For the record (why the hell I need to make a disclaimer to you I have no idea), Apple products are no more my primary source of games than Nintendo, Sony or Microsoft. I seem to be the only person on the planet sane enough to care more about the games I play than the platform I play them so, so I go wherever the good games are.

Chunky_Droid

#31

Chunky_Droid said:

Apple is a HUGE competitor in gaming, and Google is increasing its speed too, I would say definitely moreso within the age bracket of anyone over 15 however, being that the majority of the AppStore/PlayStore users (I have no evidence to back this up, though I believe it to be common sense) are mobile phone users with credit cards capable of buying these games.

Personally, I can't stand iPhones themselves (I'm an Android user), though I can't stand playing games on my Android either, it's a clumsy mess in 90% of the games I should enjoy playing. However, this is a personal choice, I prefer my 3DS, then my Vita (still waiting for something I'm interested in other than Katamari that will get me back on it), then, if I have absolutely nothing left to do and I'm waiting for a doctor's appointment or waiting for a train, I'll play some Zombie Dash or whatever on my Samsung Galaxy SIII.

Chris720

#32

Chris720 said:

@Waltz I forgot to explain what I meant by this sentence didn't I? :P "If an Apple product is your first line of gaming then I think you're an idiot"
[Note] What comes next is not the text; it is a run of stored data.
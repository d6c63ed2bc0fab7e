//! # Taskforge Agent
//!
//! The reasoning loops that drive a task to completion.
//!
//! Two interchangeable loops share one [`LoopRuntime`] (backend client, tool
//! dispatch, memory, events) and one [`LoopState`] shape:
//!
//! - [`ReactAgent`] speaks the free-text Thought / Action / Observation
//!   protocol.
//! - [`FunctionCallingAgent`] uses the backend's structured tool calls.
//!
//! Both implement [`Agent`]; `run` always returns a [`RunOutcome`], never an
//! error.

pub mod dispatch;
pub mod function_calling;
pub mod react;
pub mod runtime;
pub mod state;

#[cfg(test)]
pub(crate) mod test_helpers;

use async_trait::async_trait;
use taskforge_config::Protocol;

pub use dispatch::ToolDispatcher;
pub use function_calling::FunctionCallingAgent;
pub use react::ReactAgent;
pub use react::parser::{ParseError, ReactStep};
pub use runtime::LoopRuntime;
pub use state::{HistoryEntry, LoopState, RunOutcome, StopReason};

/// A reasoning loop.
#[async_trait]
pub trait Agent: Send + Sync {
    /// Short protocol name, as used in config ("react", "functions").
    fn protocol(&self) -> &'static str;

    /// Drive `task` to a terminal state.
    async fn run(&self, task: &str) -> RunOutcome;
}

/// The loop for `protocol`.
pub fn build_agent(protocol: Protocol, runtime: LoopRuntime) -> Box<dyn Agent> {
    match protocol {
        Protocol::React => Box::new(ReactAgent::new(runtime)),
        Protocol::Functions => Box::new(FunctionCallingAgent::new(runtime)),
    }
}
What I meant by that was this, if they prefer playing on an Apple product over a Vita or 3DS (if they own one) for their gaming needs then I personally think they're a bit weird. Everyone has their own choice of where and how they receive their entertainment, but when I see people saying that the "iPod experience" outweighs the experience on a dedicated handheld... well y'know... and @ChunkyDroid has helped make my point, nothing can beat playing on a dedicated console, Apple/Android are still useful for those 5-minute games, but in my opinion, that is as far as I would ever take that Apple product.
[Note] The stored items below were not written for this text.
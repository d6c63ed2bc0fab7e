//! Shared test helpers for loop tests.

use async_trait::async_trait;
use std::collections::VecDeque;
use std::sync::Arc;
use std::sync::Mutex;
use std::sync::atomic::{AtomicUsize, Ordering};
use std::time::Duration;
use taskforge_config::AgentSettings;
use taskforge_core::error::{ProviderError, ToolError};
use taskforge_core::message::{Message, MessageToolCall};
use taskforge_core::provider::{Provider, ProviderRequest, ProviderResponse, Usage};
use taskforge_core::tool::{ParamSpec, ParamType, Tool, ToolArgs, ToolRegistry, ToolResult, ToolStatus};
use taskforge_providers::{BackendClient, RateWindow, RetryPolicy};
use taskforge_security::ConfirmationGate;

use crate::runtime::LoopRuntime;
use crate::state::HistoryEntry;

/// A mock provider that replays scripted results and records every request.
///
/// Once the script runs out it answers with an authentication failure, which
/// the client does not retry.
pub struct SequentialMockProvider {
    script: Mutex<VecDeque<Result<ProviderResponse, ProviderError>>>,
    requests: Mutex<Vec<ProviderRequest>>,
}

impl SequentialMockProvider {
    pub fn new(responses: Vec<ProviderResponse>) -> Arc<Self> {
        Self::from_results(responses.into_iter().map(Ok).collect())
    }

    pub fn from_results(script: Vec<Result<ProviderResponse, ProviderError>>) -> Arc<Self> {
        Arc::new(Self {
            script: Mutex::new(script.into()),
            requests: Mutex::new(Vec::new()),
        })
    }

    pub fn call_count(&self) -> usize {
        self.requests.lock().unwrap().len()
    }

    pub fn requests(&self) -> Vec<ProviderRequest> {
        self.requests.lock().unwrap().clone()
    }
}

#[async_trait]
impl Provider for SequentialMockProvider {
    fn name(&self) -> &str {
        "sequential_mock"
    }

    async fn complete(&self, request: ProviderRequest) -> Result<ProviderResponse, ProviderError> {
        self.requests.lock().unwrap().push(request);
        self.script
            .lock()
            .unwrap()
            .pop_front()
            .unwrap_or_else(|| Err(ProviderError::AuthenticationFailed("script exhausted".into())))
    }
}

/// Create a simple text response (no tool calls), 15 tokens.
pub fn text_response(text: &str) -> ProviderResponse {
    text_response_with_usage(text, 10, 5)
}

pub fn text_response_with_usage(text: &str, prompt: u32, completion: u32) -> ProviderResponse {
    ProviderResponse {
        message: Message::assistant(text),
        usage: Some(Usage::new(prompt, completion)),
        model: "mock-model".into(),
        finish_reason: Some("stop".into()),
    }
}

/// Create a response with tool calls and optional thought content.
pub fn tool_call_response(tool_calls: Vec<MessageToolCall>, thought: &str) -> ProviderResponse {
    ProviderResponse {
        message: Message::assistant_with_tools(thought, tool_calls),
        usage: Some(Usage::new(10, 5)),
        model: "mock-model".into(),
        finish_reason: Some("tool_calls".into()),
    }
}

pub fn make_tool_call(id: &str, name: &str, args: serde_json::Value) -> MessageToolCall {
    MessageToolCall {
        id: id.to_string(),
        name: name.to_string(),
        arguments: args.to_string(),
    }
}

/// Echoes its `text` argument and counts executions.
pub struct CountingTool {
    name: String,
    dangerous: bool,
    calls: Arc<AtomicUsize>,
}

impl CountingTool {
    pub fn new(name: &str) -> Self {
        Self {
            name: name.to_string(),
            dangerous: false,
            calls: Arc::new(AtomicUsize::new(0)),
        }
    }

    pub fn dangerous(mut self) -> Self {
        self.dangerous = true;
        self
    }

    pub fn calls(&self) -> Arc<AtomicUsize> {
        self.calls.clone()
    }
}

#[async_trait]
impl Tool for CountingTool {
    fn name(&self) -> &str {
        &self.name
    }

    fn description(&self) -> &str {
        "Echo the given text"
    }

    fn parameters(&self) -> Vec<ParamSpec> {
        vec![ParamSpec::optional("text", ParamType::String, "Text to echo")]
    }

    fn is_dangerous(&self) -> bool {
        self.dangerous
    }

    async fn execute(&self, args: &ToolArgs) -> Result<ToolResult, ToolError> {
        self.calls.fetch_add(1, Ordering::SeqCst);
        Ok(ToolResult::success(format!(
            "{}: {}",
            self.name,
            args.get_str("text").unwrap_or_default()
        )))
    }
}

pub fn entry_for(action: &str) -> HistoryEntry {
    HistoryEntry {
        action: action.to_string(),
        operation: None,
        arguments: "{}".into(),
        observation: "ok".into(),
        status: Some(ToolStatus::Success),
    }
}

pub fn mock_client(provider: Arc<SequentialMockProvider>) -> BackendClient {
    BackendClient::new(
        provider,
        "mock-model",
        Arc::new(RateWindow::new(1000, Duration::from_secs(60))),
        RetryPolicy::none(),
    )
}

/// A runtime with one "echo" tool and a permissive gate.
pub fn runtime_with_echo(
    provider: Arc<SequentialMockProvider>,
    settings: AgentSettings,
) -> (LoopRuntime, Arc<AtomicUsize>) {
    let tool = CountingTool::new("echo");
    let calls = tool.calls();
    let mut registry = ToolRegistry::new();
    registry.register(Box::new(tool)).unwrap();

    let runtime = LoopRuntime::new(
        Arc::new(mock_client(provider)),
        Arc::new(registry),
        Arc::new(ConfirmationGate::permissive()),
    )
    .with_settings(settings);
    (runtime, calls)
}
Also, since when I have been making myself the supreme arbiter? I've just been stating my opinion and you've been stating your opinion. Oh and how are you the only "sane" person on this planet? Get off your high horse and stop thinking you're Mr. "Definitive" and you know best for everyone and that your opinion outweighs everybody else's.

Some times I do agree with some of the statements you make and you can back them up rather well, but I'm pretty sure that just goes to your head and you starting drifting around the stratosphere.

Geonjaha

#33

Geonjaha said:

"Some times I do agree with some of the statements you make and you can back them up rather well, but I'm pretty sure that just goes to your head and you starting drifting around the stratosphere."

Hahaha. Brilliant.

JohnPhilipSousa

#34

JohnPhilipSousa said:

I personally find that a smartphone is quite an important device in this day and age. I myself decided to get a Windows Phone so that my money would go to a company that makes real gaming machines. For me games are a small part of smartphones. The real important thing about them is internet and productivity usages. Games belong on game systems. Not phones.

SilverArrow

#35

SilverArrow said:

Ugh. Some people won't be happy until Nintendo successfully divide by zero.
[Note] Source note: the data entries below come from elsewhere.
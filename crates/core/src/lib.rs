//! # Taskforge Core
//!
//! Domain types, traits, and error definitions for the Taskforge agent core.
//! This crate has **no framework dependencies**: it defines the domain model
//! that every other crate implements against.
//!
//! ## Design Philosophy
//!
//! Every collaborator of the reasoning loop is a trait here:
//! - [`Provider`] is the transport to an LLM backend
//! - [`Tool`] is one executable capability
//! - [`MemoryRetriever`] is the long-term memory subsystem
//!
//! Implementations live in their respective crates, so the loops can be
//! tested against scripted stand-ins.

pub mod error;
pub mod event;
pub mod memory;
pub mod message;
pub mod provider;
pub mod tool;

// Re-export key types at crate root for ergonomics
pub use error::{Error, ProviderError, ProviderErrorKind, Result, ToolError};
pub use event::{DomainEvent, EventBus};
pub use memory::{MemoryRetriever, RetrievedContext, RunRecord};
pub use message::{Conversation, Message, MessageToolCall, Role};
pub use provider::{Provider, ProviderRequest, ProviderResponse, ToolChoice, ToolDefinition, Usage};
pub use tool::{
    ParamSpec, ParamType, Tool, ToolArgs, ToolCall, ToolCategory, ToolRegistry, ToolResult,
    ToolStats, ToolStatus,
};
Nintendo, keep doing what you're doing. Everything will be A-OK. :)

kdognumba1

#36

kdognumba1 said:

Reading about these typing games reminded me of my Phantasy Star Online days on Dreamcast and Gamecube. I learned how to type previous to these games but got good by playing these games and typing on the keyboards (love the GC KB controller). Also for me, the 3DS is a great device that I use for more then just gaming. I use it as a portable digital art pad, I use it as my primary netflix device (it helps for those hot Texas summer nights), take it everywhere and use the pedometer.

I really like the direction Nintendo has been going because it seems to me they get this, they get that there's many more people out there playing games now and that new ideas and content need to come about. On the 3DS, we've already seen several new IP's come from Nintendo and the return of Kid Icarus. I'm very happy with what they've been doing over this past year and the major turn around they've made.